Directions for this task —
Through the line that contains "ignores input, and", return the data below exactly, starting at its first line; leave the rest out.

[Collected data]
────────────────

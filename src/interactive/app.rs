//! TUI application state and event loop

use crate::core::{Action, Board};
use anyhow::Result;
use crossterm::{
    event::{self, Event, KeyCode, KeyEventKind, KeyModifiers},
    execute,
    terminal::{EnterAlternateScreen, LeaveAlternateScreen, disable_raw_mode, enable_raw_mode},
};
use ratatui::{Terminal, backend::CrosstermBackend};
use std::io;

/// Application state: the game board plus terminal lifecycle flags
pub struct App<'a> {
    pub board: Board<'a>,
    pub should_quit: bool,
}

impl<'a> App<'a> {
    #[must_use]
    pub fn new(board: Board<'a>) -> Self {
        Self {
            board,
            should_quit: false,
        }
    }

    /// Translate a key press into a game action or app command
    ///
    /// While a game is running, letter keys type, Backspace deletes and
    /// Enter submits. Once the game is over the grid ignores input, and
    /// `n` (new game), `r` (try again) and `q` become active.
    pub fn handle_key(&mut self, code: KeyCode, modifiers: KeyModifiers) {
        if code == KeyCode::Char('c') && modifiers.contains(KeyModifiers::CONTROL) {
            self.should_quit = true;
            return;
        }

        if self.board.is_over() {
            match code {
                KeyCode::Char('n') => self.board.new_game(),
                KeyCode::Char('r') => self.board.retry(),
                KeyCode::Char('q') | KeyCode::Esc => self.should_quit = true,
                _ => {}
            }
            return;
        }

        match code {
            KeyCode::Esc => self.should_quit = true,
            KeyCode::Char(c) => {
                // Invalid-word errors surface through the board's notice
                // flag, which the renderer picks up next frame.
                let _ = self.board.apply(Action::Letter(c));
            }
            KeyCode::Backspace => {
                let _ = self.board.apply(Action::Backspace);
            }
            KeyCode::Enter => {
                let _ = self.board.apply(Action::Submit);
            }
            _ => {}
        }
    }
}

/// Run the TUI application
///
/// # Errors
///
/// Returns an error if terminal setup/cleanup fails or if there's an I/O
/// error during rendering or event handling.
pub fn run_tui(app: App) -> Result<()> {
    // Setup terminal
    enable_raw_mode()?;
    let mut stdout = io::stdout();
    execute!(stdout, EnterAlternateScreen)?;
    let backend = CrosstermBackend::new(stdout);
    let mut terminal = Terminal::new(backend)?;

    // Run app
    let res = run_app(&mut terminal, app);

    // Restore terminal
    disable_raw_mode()?;
    execute!(terminal.backend_mut(), LeaveAlternateScreen)?;
    terminal.show_cursor()?;

    res
}

fn run_app<B: ratatui::backend::Backend>(terminal: &mut Terminal<B>, mut app: App) -> Result<()> {
    loop {
        terminal.draw(|f| super::rendering::ui(f, &app))?;

        if let Event::Key(key) = event::read()? {
            // Only process key press events (fixes Windows double-input bug)
            if key.kind != KeyEventKind::Press {
                continue;
            }

            app.handle_key(key.code, key.modifiers);
        }

        if app.should_quit {
            break;
        }
    }

    Ok(())
}

#[cfg(test)]
mod tests {
    use super::*;
    use crate::core::GameStatus;
    use crate::wordlists::WordLists;
    use crate::wordlists::loader::words_from_slice;

    fn lists() -> WordLists {
        WordLists::new(
            words_from_slice(&["crane", "slate", "dance"]),
            words_from_slice(&["crane"]),
        )
        .unwrap()
    }

    fn key(app: &mut App, code: KeyCode) {
        app.handle_key(code, KeyModifiers::NONE);
    }

    #[test]
    fn typing_and_enter_play_the_game() {
        let lists = lists();
        let mut app = App::new(Board::with_seed(&lists, 1));

        for ch in "crane".chars() {
            key(&mut app, KeyCode::Char(ch));
        }
        key(&mut app, KeyCode::Enter);

        assert_eq!(app.board.status(), GameStatus::Won);
        assert!(!app.should_quit);
    }

    #[test]
    fn escape_quits_mid_game() {
        let lists = lists();
        let mut app = App::new(Board::with_seed(&lists, 1));

        key(&mut app, KeyCode::Esc);
        assert!(app.should_quit);
    }

    #[test]
    fn ctrl_c_always_quits() {
        let lists = lists();
        let mut app = App::new(Board::with_seed(&lists, 1));

        app.handle_key(KeyCode::Char('c'), KeyModifiers::CONTROL);
        assert!(app.should_quit);
    }

    #[test]
    fn n_starts_new_game_only_after_game_over() {
        let lists = lists();
        let mut app = App::new(Board::with_seed(&lists, 1));

        // Mid-game, 'n' is just a letter
        key(&mut app, KeyCode::Char('n'));
        assert_eq!(app.board.tile_index(), 1);
        key(&mut app, KeyCode::Backspace);

        for ch in "crane".chars() {
            key(&mut app, KeyCode::Char(ch));
        }
        key(&mut app, KeyCode::Enter);
        assert!(app.board.is_over());

        key(&mut app, KeyCode::Char('n'));
        assert_eq!(app.board.status(), GameStatus::InProgress);
        assert_eq!(app.board.tile_index(), 0);
    }

    #[test]
    fn r_retries_with_same_target_after_game_over() {
        let lists = lists();
        let mut app = App::new(Board::with_seed(&lists, 1));
        let target = app.board.target().clone();

        for _ in 0..crate::core::MAX_ATTEMPTS {
            for ch in "slate".chars() {
                key(&mut app, KeyCode::Char(ch));
            }
            key(&mut app, KeyCode::Enter);
        }
        assert_eq!(app.board.status(), GameStatus::Lost);

        key(&mut app, KeyCode::Char('r'));
        assert_eq!(app.board.status(), GameStatus::InProgress);
        assert_eq!(app.board.target(), &target);
    }
}
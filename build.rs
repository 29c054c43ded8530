//! Build script to generate embedded word lists
//!
//! Reads word list files and generates Rust source code with const arrays.

use std::env;
use std::fs;
use std::io::Write;
use std::path::Path;

fn main() {
    let out_dir = env::var("OUT_DIR").unwrap();

    // Generate solutions list (words the game can pick as targets)
    generate_word_list(
        "data/solutions.txt",
        &Path::new(&out_dir).join("solutions.rs"),
        "SOLUTIONS",
        "Words the game may select as the hidden target",
    );

    // Generate allowed list (every word accepted as a guess)
    generate_word_list(
        "data/allowed.txt",
        &Path::new(&out_dir).join("allowed.rs"),
        "ALLOWED",
        "All words accepted as guesses",
    );

    // Rebuild if word lists change
    println!("cargo:rerun-if-changed=data/solutions.txt");
    println!("cargo:rerun-if-changed=data/allowed.txt");
}

fn generate_word_list(input_path: &str, output_path: &Path, const_name: &str, doc_comment: &str) {
    let content = fs::read_to_string(input_path)
        .unwrap_or_else(|e| panic!("Failed to read {input_path}: {e}"));

    let words: Vec<&str> = content.lines().filter(|l| !l.trim().is_empty()).collect();
    let count = words.len();

    let mut output = fs::File::create(output_path)
        .unwrap_or_else(|e| panic!("Failed to create {}: {e}", output_path.display()));

    writeln!(output, "// Generated word list").unwrap();
    writeln!(output, "//").unwrap();
    writeln!(output, "// {doc_comment}").unwrap();
    writeln!(output).unwrap();
    writeln!(output, "/// {doc_comment}").unwrap();
    writeln!(output, "pub const {const_name}: &[&str] = &[").unwrap();

    for word in words {
        writeln!(output, "    \"{}\",", word.trim()).unwrap();
    }

    writeln!(output, "];").unwrap();
    writeln!(output).unwrap();
    writeln!(output, "/// Number of words in {const_name}").unwrap();
    writeln!(output, "pub const {const_name}_COUNT: usize = {count};").unwrap();
}
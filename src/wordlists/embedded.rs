//! Embedded word lists
//!
//! Word lists compiled into the binary at build time.

// Include generated word lists from build script
include!(concat!(env!("OUT_DIR"), "/solutions.rs"));
include!(concat!(env!("OUT_DIR"), "/allowed.rs"));
//! Wordle Game
//!
//! A terminal Wordle: guess the hidden five-letter word in six tries, with
//! per-letter feedback after every guess.
//!
//! # Quick Start
//!
//! ```rust
//! use wordle_game::core::{Action, Board, GameStatus};
//! use wordle_game::wordlists::WordLists;
//!
//! let lists = WordLists::embedded();
//! let mut board = Board::with_seed(&lists, 42);
//!
//! for ch in "crane".chars() {
//!     board.apply(Action::Letter(ch)).unwrap();
//! }
//! let _ = board.apply(Action::Submit);
//! assert_ne!(board.status(), GameStatus::Lost);
//! ```

// Core domain types and game state machine
pub mod core;

// Word lists
pub mod wordlists;

// Command implementations
pub mod commands;

// Interactive TUI interface
pub mod interactive;
//! Word lists for the game
//!
//! Two collections drive the game: a large set of allowed guesses and a
//! smaller sequence of solution words the target is drawn from. Default
//! lists are embedded at build time; custom lists can be loaded from files.

mod embedded;
pub mod loader;

pub use embedded::{ALLOWED, ALLOWED_COUNT, SOLUTIONS, SOLUTIONS_COUNT};

use crate::core::Word;
use rand::Rng;
use rand::seq::IndexedRandom;
use rustc_hash::FxHashSet;
use std::fmt;

/// Error constructing [`WordLists`]
#[derive(Debug, Clone, Copy, PartialEq, Eq)]
pub enum WordListError {
    /// The allowed-guess list contained no valid words
    EmptyAllowed,
    /// The solutions list contained no valid words
    EmptySolutions,
}

impl fmt::Display for WordListError {
    fn fmt(&self, f: &mut fmt::Formatter<'_>) -> fmt::Result {
        match self {
            Self::EmptyAllowed => write!(f, "allowed-guess list is empty"),
            Self::EmptySolutions => write!(f, "solutions list is empty"),
        }
    }
}

impl std::error::Error for WordListError {}

/// The two word collections the game runs on
///
/// Solutions are merged into the allowed set, so every solution is always a
/// legal guess even when the lists come from separate files.
pub struct WordLists {
    allowed: FxHashSet<Word>,
    solutions: Vec<Word>,
}

impl WordLists {
    /// Build word lists from pre-validated words
    ///
    /// # Errors
    /// Returns [`WordListError`] if either collection is empty; a game
    /// cannot start without a guess dictionary and at least one solution.
    pub fn new(allowed: Vec<Word>, solutions: Vec<Word>) -> Result<Self, WordListError> {
        if allowed.is_empty() {
            return Err(WordListError::EmptyAllowed);
        }
        if solutions.is_empty() {
            return Err(WordListError::EmptySolutions);
        }

        let mut allowed: FxHashSet<Word> = allowed.into_iter().collect();
        allowed.extend(solutions.iter().cloned());

        Ok(Self { allowed, solutions })
    }

    /// Build word lists from the embedded defaults
    ///
    /// # Panics
    /// Will not panic - the embedded lists are generated non-empty at
    /// build time.
    #[must_use]
    pub fn embedded() -> Self {
        Self::new(
            loader::words_from_slice(ALLOWED),
            loader::words_from_slice(SOLUTIONS),
        )
        .expect("embedded word lists are non-empty")
    }

    /// Whether `word` is accepted as a guess
    #[inline]
    #[must_use]
    pub fn is_allowed(&self, word: &Word) -> bool {
        self.allowed.contains(word)
    }

    /// The solution words, in list order
    #[inline]
    #[must_use]
    pub fn solutions(&self) -> &[Word] {
        &self.solutions
    }

    /// Number of words accepted as guesses
    #[inline]
    #[must_use]
    pub fn allowed_len(&self) -> usize {
        self.allowed.len()
    }

    /// Pick a uniformly random solution word
    ///
    /// # Panics
    /// Will not panic - construction guarantees a non-empty solutions list.
    #[must_use]
    pub fn pick_solution<R: Rng + ?Sized>(&self, rng: &mut R) -> &Word {
        self.solutions
            .choose(rng)
            .expect("solutions list verified non-empty")
    }
}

────────────────

The completed task —
filename src/interactive/app.rs
//! TUI application state and event loop

use crate::core::{Action, Board};
use anyhow::Result;
use crossterm::{
    event::{self, Event, KeyCode, KeyEventKind, KeyModifiers},
    execute,
    terminal::{EnterAlternateScreen, LeaveAlternateScreen, disable_raw_mode, enable_raw_mode},
};
use ratatui::{Terminal, backend::CrosstermBackend};
use std::io;

/// Application state: the game board plus terminal lifecycle flags
pub struct App<'a> {
    pub board: Board<'a>,
    pub should_quit: bool,
}

impl<'a> App<'a> {
    #[must_use]
    pub fn new(board: Board<'a>) -> Self {
        Self {
            board,
            should_quit: false,
        }
    }

    /// Translate a key press into a game action or app command
    ///
    /// While a game is running, letter keys type, Backspace deletes and
    /// Enter submits. Once the game is over the grid ignores input, and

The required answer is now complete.